Anaesthetic options for obstetric cardiac patients is either general anesthesia with  narcotics, volatile anesthetic agent and sodium nitropruside with aims to avoid intubation reflex, perioperative swings in peripheral vascular resistance and aspiration of gastric contents, or subarachnoid / epidural analgesia, which is devoid of complications associated with general anesthesia. The challenges which one has to face in regional anesthesia is to maintain blood pressure, heart rate and intra vascular volume to as normal as possible in a patient with a compromised heart function. The addition of narcotics to bupivacaine used for epidural reduces the total dose of, and subsequently the severity of local anaesthetic induced sympathetic blockade.

Yeagar MP and colleagues in their study in 1987 stated that there was a significant improvement in morbidity and mortality in 55 high risk patients receiving epidural analgesia.9 In another trial 1021 high risk patients had had epidural for surgery in USA and 915 high risk patients (MASTER Trial) in Australia, and a second phase trial was taken in Feb 2003. No difference in mortality was found.10 Targeted meta-analysis of epidural analgesia had shown selected benefit – improved pulmonary function and reduced MI. 11Tramadol is an analgesic which is used worldwide and is freely available in our country. It is speculated that tramadol acts primarily through the activation of µ-opioid receptors and the inhibition of monoamine reuptake. Tramadol has been shown to affect G-protein coupled receptor (GPCR), including muscarinic acetylcholine receptors and 5-HT receptors.
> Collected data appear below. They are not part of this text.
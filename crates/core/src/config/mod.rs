mod loader;
mod types;
mod validate;

pub use loader::{load_settings, load_settings_from_env, load_settings_from_str, ENV_PREFIX};
pub use types::*;
pub use validate::validate_settings;

use thiserror::Error;

#[derive(Debug, Error)]
pub enum ConfigError {
    #[error("Configuration file not found: {0}")]
    FileNotFound(String),

    #[error("Failed to parse configuration: {0}")]
    ParseError(String),

    #[error("Configuration validation failed: {0}")]
    ValidationError(String),
}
The affinity of tramadol for µ-opioid receptor is weak, approx 10-fold less than that of codeine and 6000-fold less than that of morphine. A further mode of tramadol action has been identified as inhibition of the re- uptake of monoamines-NE and serotonin (5HT) released from nerve endings, thereby increasing neurotransmitters in descending pathways and enhancing analgesia.12 Several studies have shown that some GPCRs and ligand-gated ion channelsare also targets for tramadol.13 Transient receptor potential vanilloid-1 (TRPV1)- the capsaicin receptor, functions as a central integrator molecule of pain sensation. Tramadol acts as an agonist of TRPV1, causing release of vasoactive neuropeptides and a marked desensitization of the afferent fibers (hence termination of pain sensation).14

The combination of drugs provides superior analgesia compared to either drug given alone. In current practice many different drugs, e.g., ketamine, clonidine and neostigmine, have been added to the LA, for long lasting analgesia in intra-articular injections and for post-op analgesia.15-16 Tramadol is unique in that it is an atypical central-acting opioid that does not cause respiratory depression.17,18 This advantage encouraged use of tramadol for pain management in thoracotomy patients with poor cardio-pulmonary function. Lumbar epidural and IVRA use of tramadol resulted in lighter sedation and a less pronounced decrease in oxygenation.19-20

CONCLUSION

Addition of tramadol to bupivacaine decreases the incidence of sympathetic block allowing superior analgesia and hemodynamic stability to patients with minimum side effects and is a safe and effective method for pregnant patients suffering from cardiac disease.